Late acceptance hill-climbing, a snake with a camera
It’s a Saturday morning, and suddenly I wonder: what’s the most compressible list of eight distinct 8-letter English words? Let’s write some Python code.
import random, re, zlib
words = open("/usr/share/dict/words").read().split()
words = [w for w in words if re.match("^[a-z]{8}$", w)]
N = 8
def compress(w):
return zlib.compress(" ".join(w).encode("utf-8"), level=9)
w = random.sample(words, N)
print(len(compress(w))) # How small can this get?
Minimizing the “cost function” len(compress(w)) is an “optimization problem” with a large search space: there are 12,529 candidate words, which means over 6 × 1032 lists-of-eight-words to consider.
We’re going to compare some increasingly clever approaches for exploring this search space:
- Trying random stuff
- Undirected local search
- Hill climbing
- Simulated annealing
- Late-acceptance hill climbing
- Conclusion
Each code blog in this post is a standalone Python script, so you can follow along at home easily. In fact, I encourage you to type out the code examples by hand: the ideas in the post will stick with you better than if you were to simply read along, or clicked “play” on a notebook.
On Arch, I had to yay -S words, but other Linuxes (and Macs, I think) come with /usr/share/dict/words
Trying random stuff
We might try random sets of words and see how well they compress. Whenever we beat our record, we’ll print the result.
import random, re, zlib
words = open("/usr/share/dict/words").read().split()
words = [w for w in words if re.match("^[a-z]{8}$", w)]
N = 8
def compress(w):
return zlib.compress(" ".join(w).encode("utf-8"), level=9)

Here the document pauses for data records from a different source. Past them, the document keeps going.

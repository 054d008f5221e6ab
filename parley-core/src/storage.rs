//! Storage abstraction for conversation history and the chat whitelist.
//!
//! Provides the [`ChatStore`] trait as a port for storage implementations,
//! along with error types and the SQLite adapter.

pub mod sqlite;

pub use sqlite::{SqliteStore, create_storage};

use async_trait::async_trait;
use thiserror::Error;

use crate::history::{ConversationTurn, UserId, WhitelistEntry};
use crate::message::Role;

/// Errors that can occur during storage operations.
#[derive(Debug, Error)]
pub enum StorageError {
    /// A database operation failed.
    #[error("database error: {0}")]
    Database(String),

    /// A migration operation failed.
    #[error("migration error: {0}")]
    Migration(String),

    /// Invalid data was encountered.
    #[error("invalid data: {0}")]
    InvalidData(String),
}

/// Port for history and whitelist storage.
///
/// Every operation is a single independent write or read; no transaction
/// spans two calls.
#[async_trait]
pub trait ChatStore: Send + Sync {
    /// Returns `true` iff a whitelist entry exists for `user_id`.
    ///
    /// # Errors
    ///
    /// Returns [`StorageError::Database`] if the query fails.
    async fn is_whitelisted(&self, user_id: UserId) -> Result<bool, StorageError>;

    /// Add an entry to the whitelist.
    ///
    /// Returns `Ok(false)` if the user was already whitelisted; the existing
    /// entry is left untouched.
    ///
    /// # Errors
    ///
    /// Returns [`StorageError::Database`] if the insert fails.
    async fn add_to_whitelist(&self, entry: &WhitelistEntry) -> Result<bool, StorageError>;

    /// Remove a user from the whitelist.
    ///
    /// Returns `Ok(false)` if the user was not whitelisted.
    ///
    /// # Errors
    ///
    /// Returns [`StorageError::Database`] if the delete fails.
    async fn remove_from_whitelist(&self, user_id: UserId) -> Result<bool, StorageError>;

    /// List all whitelist entries, oldest first.
    ///
    /// # Errors
    ///
    /// Returns [`StorageError::Database`] if the query fails.
    async fn list_whitelist(&self) -> Result<Vec<WhitelistEntry>, StorageError>;

    /// Append a turn to the user's history.
    ///
    /// The store assigns the id and stamps the turn with the current UTC time.
    ///
    /// # Errors
    ///
    /// Returns [`StorageError::Database`] if the insert fails.
    async fn append_turn(
        &self,
        user_id: UserId,
        role: Role,
        content: &str,
    ) -> Result<ConversationTurn, StorageError>;

    /// Get the most recent `2 * pair_limit` turns of a user.
    ///
    /// The result is in chronological order (oldest first) regardless of how
    /// the backend scans. Fewer turns are returned when the history is short.
    ///
    /// # Errors
    ///
    /// Returns [`StorageError::Database`] if the query fails.
    async fn recent_turns(
        &self,
        user_id: UserId,
        pair_limit: u32,
    ) -> Result<Vec<ConversationTurn>, StorageError>;

    /// Delete every turn of a user and return how many were removed.
    ///
    /// Clearing an empty history succeeds with `0`.
    ///
    /// # Errors
    ///
    /// Returns [`StorageError::Database`] if the delete fails.
    async fn clear_turns(&self, user_id: UserId) -> Result<u64, StorageError>;
}
//! Fence-aware chunking for the transport's per-message limit.
//!
//! Text is walked line by line. Chunks aim for the soft limit and never exceed
//! the hard limit; the gap between the two absorbs a closing fence line so a
//! code block is not cut right before its end.

use std::str::SplitInclusive;

use super::FENCE;

/// Longest opening fence line (language tag included) reused when reopening.
const MAX_REOPEN_MARKER: usize = 32;

/// Soft and hard chunk sizes, in characters.
#[derive(Debug, Clone, Copy, PartialEq, Eq)]
pub struct ChunkLimits {
    /// Preferred maximum; ordinary lines are never appended past it.
    pub soft: usize,
    /// Absolute maximum per chunk.
    pub hard: usize,
}

impl Default for ChunkLimits {
    fn default() -> Self {
        Self {
            soft: 1900,
            hard: 2000,
        }
    }
}

/// A line, or a soft-limit sized piece of an overlong line.
struct Segment<'a> {
    text: &'a str,
    len: usize,
    line_start: bool,
}

impl Segment<'_> {
    fn is_fence(&self) -> bool {
        self.line_start && self.text.trim_start().starts_with(FENCE)
    }
}

/// Lines with their terminators, cut to at most `max` characters each.
struct Segments<'a> {
    lines: SplitInclusive<'a, char>,
    pending: &'a str,
    max: usize,
}

impl<'a> Segments<'a> {
    fn new(text: &'a str, max: usize) -> Self {
        Self {
            lines: text.split_inclusive('\n'),
            pending: "",
            max: max.max(1),
        }
    }
}

impl<'a> Iterator for Segments<'a> {
    type Item = Segment<'a>;

    fn next(&mut self) -> Option<Self::Item> {
        let (rest, line_start) = if self.pending.is_empty() {
            (self.lines.next()?, true)
        } else {
            (self.pending, false)
        };

        match rest.char_indices().nth(self.max) {
            Some((cut, _)) => {
                self.pending = &rest[cut..];
                Some(Segment {
                    text: &rest[..cut],
                    len: self.max,
                    line_start,
                })
            }
            None => {
                self.pending = "";
                Some(Segment {
                    text: rest,
                    len: rest.chars().count(),
                    line_start,
                })
            }
        }
    }
}

#[derive(Debug, Clone, PartialEq, Eq)]
enum FenceState {
    Outside,
    /// Inside a block; holds the line that reopens it.
    Inside { reopen: String },
}

/// Iterator over the chunks of a text.
///
/// Text no longer than the hard limit comes back as a single chunk. Longer
/// text is split on line boundaries:
///
/// - an ordinary or opening fence line that would push the chunk past the soft
///   limit starts a new chunk;
/// - a closing fence line is kept with its block unless that would pass the
///   hard limit, and the chunk is emitted right after it if it is over the
///   soft limit;
/// - a line longer than the soft limit is cut into soft-limit pieces.
///
/// With `reopen_fences` disabled the chunks concatenate back to the input.
/// When enabled, a split inside a code block closes the block at the end of
/// the outgoing chunk and reopens it (language tag included) at the start of
/// the next one.
///
/// # Examples
///
/// ```
/// use parley_core::format::{ChunkLimits, Chunks};
///
/// let limits = ChunkLimits { soft: 12, hard: 20 };
/// let text = "first line\nsecond line\nthird\n";
/// let chunks: Vec<String> = Chunks::new(text, limits, false).collect();
///
/// assert_eq!(chunks, ["first line\n", "second line\n", "third\n"]);
/// assert!(Chunks::new("", limits, false).next().is_none());
/// ```
pub struct Chunks<'a> {
    whole: Option<&'a str>,
    segments: Segments<'a>,
    hard: usize,
    soft: usize,
    reopen_fences: bool,
    fence: FenceState,
    current: String,
    current_len: usize,
}

impl<'a> Chunks<'a> {
    /// Start chunking `text`.
    pub fn new(text: &'a str, limits: ChunkLimits, reopen_fences: bool) -> Self {
        let whole = (text.chars().count() <= limits.hard).then_some(text);
        // The short path never walks the segments.
        let body = if whole.is_some() { "" } else { text };
        Self {
            whole,
            segments: Segments::new(body, limits.soft),
            hard: limits.hard,
            soft: limits.soft.max(1),
            reopen_fences,
            fence: FenceState::Outside,
            current: String::new(),
            current_len: 0,
        }
    }

    fn append(&mut self, segment: &Segment<'_>) {
        self.current.push_str(segment.text);
        self.current_len += segment.len;
    }

    /// Emit the accumulated chunk at a split point.
    fn split(&mut self) -> Option<String> {
        if self.current.is_empty() {
            return None;
        }
        let mut chunk = std::mem::take(&mut self.current);
        self.current_len = 0;

        if self.reopen_fences
            && let FenceState::Inside { reopen } = &self.fence
        {
            if !chunk.ends_with('\n') {
                chunk.push('\n');
            }
            chunk.push_str(FENCE);
            self.current.push_str(reopen);
            self.current_len = reopen.chars().count();
        }
        Some(chunk)
    }

    fn step(&mut self, segment: Segment<'_>) -> Option<String> {
        let over_soft = self.current_len + segment.len > self.soft;

        if !segment.is_fence() {
            let out = if over_soft { self.split() } else { None };
            self.append(&segment);
            return out;
        }

        match self.fence {
            FenceState::Outside => {
                let out = if over_soft { self.split() } else { None };
                self.append(&segment);
                self.fence = FenceState::Inside {
                    reopen: reopen_marker(segment.text),
                };
                out
            }
            FenceState::Inside { .. } => {
                if self.current_len + segment.len > self.hard
                    && let Some(out) = self.split()
                {
                    self.append(&segment);
                    self.fence = FenceState::Outside;
                    return Some(out);
                }
                self.append(&segment);
                self.fence = FenceState::Outside;
                if self.current_len > self.soft {
                    self.current_len = 0;
                    return Some(std::mem::take(&mut self.current));
                }
                None
            }
        }
    }
}

impl Iterator for Chunks<'_> {
    type Item = String;

    fn next(&mut self) -> Option<String> {
        if let Some(whole) = self.whole.take() {
            return (!whole.is_empty()).then(|| whole.to_string());
        }

        while let Some(segment) = self.segments.next() {
            if let Some(chunk) = self.step(segment) {
                return Some(chunk);
            }
        }

        if self.current.is_empty() {
            return None;
        }
        self.current_len = 0;
        Some(std::mem::take(&mut self.current))
    }
}

/// Line that reopens a block: the opening fence line when short enough,
/// otherwise a bare fence.
fn reopen_marker(opening: &str) -> String {
    let trimmed = opening.trim();
    let mut marker = if trimmed.chars().count() <= MAX_REOPEN_MARKER {
        trimmed.to_string()
    } else {
        FENCE.to_string()
    };
    marker.push('\n');
    marker
}
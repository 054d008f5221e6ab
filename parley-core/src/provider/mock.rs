//! Mock completion provider for testing.
//!
//! Provides [`MockProvider`], a scripted implementation of [`LlmProvider`]
//! that also records every request it receives.

use std::collections::VecDeque;
use std::sync::Mutex;
use std::sync::atomic::{AtomicUsize, Ordering};

use async_trait::async_trait;

use super::{CompletionRequest, LlmProvider, ProviderError};
use crate::message::Message;

/// A scripted provider for tests.
///
/// Replies are returned in FIFO order. When the script is exhausted the
/// provider answers `"Mock response"`.
///
/// # Examples
///
/// ```
/// use parley_core::message::Message;
/// use parley_core::provider::{CompletionRequest, LlmProvider, MockProvider, ProviderError};
///
/// # async fn example() {
/// let provider = MockProvider::new()
///     .with_response("First")
///     .with_error(ProviderError::RateLimited("slow down".into()));
/// let messages = vec![Message::user("Hi")];
/// let request = CompletionRequest { api_key: "k", model: "m", messages: &messages };
///
/// assert_eq!(provider.complete(request).await.unwrap(), "First");
/// assert!(provider.complete(request).await.is_err());
/// assert_eq!(provider.call_count(), 2);
/// # }
/// ```
#[derive(Debug, Default)]
pub struct MockProvider {
    script: Mutex<VecDeque<Result<String, ProviderError>>>,
    requests: Mutex<Vec<Vec<Message>>>,
    calls: AtomicUsize,
}

impl MockProvider {
    /// Create a mock with an empty script.
    pub fn new() -> Self {
        Self::default()
    }

    /// Queue a successful reply.
    #[must_use]
    pub fn with_response(self, content: impl Into<String>) -> Self {
        self.push(Ok(content.into()));
        self
    }

    /// Queue a failure.
    #[must_use]
    pub fn with_error(self, error: ProviderError) -> Self {
        self.push(Err(error));
        self
    }

    /// Number of times `complete` has been called.
    pub fn call_count(&self) -> usize {
        self.calls.load(Ordering::SeqCst)
    }

    /// Message lists received so far, one entry per call.
    pub fn requests(&self) -> Vec<Vec<Message>> {
        match self.requests.lock() {
            Ok(guard) => guard.clone(),
            Err(poisoned) => poisoned.into_inner().clone(),
        }
    }

    fn push(&self, outcome: Result<String, ProviderError>) {
        // Poisoning only happens after a panic in another test thread.
        match self.script.lock() {
            Ok(mut script) => script.push_back(outcome),
            Err(poisoned) => poisoned.into_inner().push_back(outcome),
        }
    }
}

#[async_trait]
impl LlmProvider for MockProvider {
    async fn complete(&self, request: CompletionRequest<'_>) -> Result<String, ProviderError> {
        self.calls.fetch_add(1, Ordering::SeqCst);
        match self.requests.lock() {
            Ok(mut requests) => requests.push(request.messages.to_vec()),
            Err(poisoned) => poisoned.into_inner().push(request.messages.to_vec()),
        }

        let next = match self.script.lock() {
            Ok(mut script) => script.pop_front(),
            Err(poisoned) => poisoned.into_inner().pop_front(),
        };
        next.unwrap_or_else(|| Ok("Mock response".to_string()))
    }
}

#[cfg(test)]
mod tests {
    use super::*;

    fn request(messages: &[Message]) -> CompletionRequest<'_> {
        CompletionRequest {
            api_key: "key",
            model: "model",
            messages,
        }
    }

    #[tokio::test]
    async fn test_mock_provider_default_response() {
        let provider = MockProvider::new();
        let messages = vec![Message::user("Hello")];

        let response = provider.complete(request(&messages)).await.unwrap();
        assert_eq!(response, "Mock response");
    }

    #[tokio::test]
    async fn test_mock_provider_fifo_script() {
        let provider = MockProvider::new()
            .with_response("First")
            .with_error(ProviderError::Authentication("nope".to_string()))
            .with_response("Third");
        let messages = vec![Message::user("Hello")];

        assert_eq!(provider.complete(request(&messages)).await.unwrap(), "First");
        assert!(matches!(
            provider.complete(request(&messages)).await,
            Err(ProviderError::Authentication(_))
        ));
        assert_eq!(provider.complete(request(&messages)).await.unwrap(), "Third");
        assert_eq!(
            provider.complete(request(&messages)).await.unwrap(),
            "Mock response"
        );
    }

    #[tokio::test]
    async fn test_mock_provider_records_requests() {
        let provider = MockProvider::new();
        assert_eq!(provider.call_count(), 0);

        let messages = vec![Message::user("a"), Message::assistant("b")];
        provider.complete(request(&messages)).await.unwrap();

        assert_eq!(provider.call_count(), 1);
        assert_eq!(provider.requests(), vec![messages]);
    }

    #[tokio::test]
    async fn test_llmprovider_is_object_safe() {
        let provider: Box<dyn LlmProvider> = Box::new(MockProvider::new());
        let messages = vec![Message::user("Test")];
        assert!(provider.complete(request(&messages)).await.is_ok());
    }
}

best = random.sample(words, 8)
best_cost = len(compress(best))
print(f"({best_cost}):", *best)
while True:
attempt = random.sample(words, 8)
cost = len(compress(attempt))
if cost < best_cost:
best = attempt
best_cost = cost
print(f"({best_cost}):", *best)On my computer, this prints something like…
(68): puniness reverted scavenge critical haymaker cowlicks hankered relaunch
(67): stranger platters betiding skincare advanced resuming bourbons seizures
(66): crisping sleekest lovelorn stuffily pirating estrogen gargoyle vagrants
(65): shebangs tarragon doorpost coleslaw prequels japanned dispirit maternal
(64): adducing splodges motorman weddings enticing collages darlings pervades
(61): poisoned suspense tousling elisions discuses sheepish ogresses snippier
(60): blocking trucking booklets trekking billings quipping preciser bombings
(59): caroling scooting spooning surefire clouting flouting cackling wonkiest
and then stalls. I guess the many -ing words are working well for compressibility, but it’s hard to arrive at such a set by pure chance.
Undirected local search
Instead of creating new attempts from scratch every time — picture throwing darts into the search space at random — we can “walk around” the search space, constantly moving from the current state to a “nearby” state in some sense. This idea is called local search.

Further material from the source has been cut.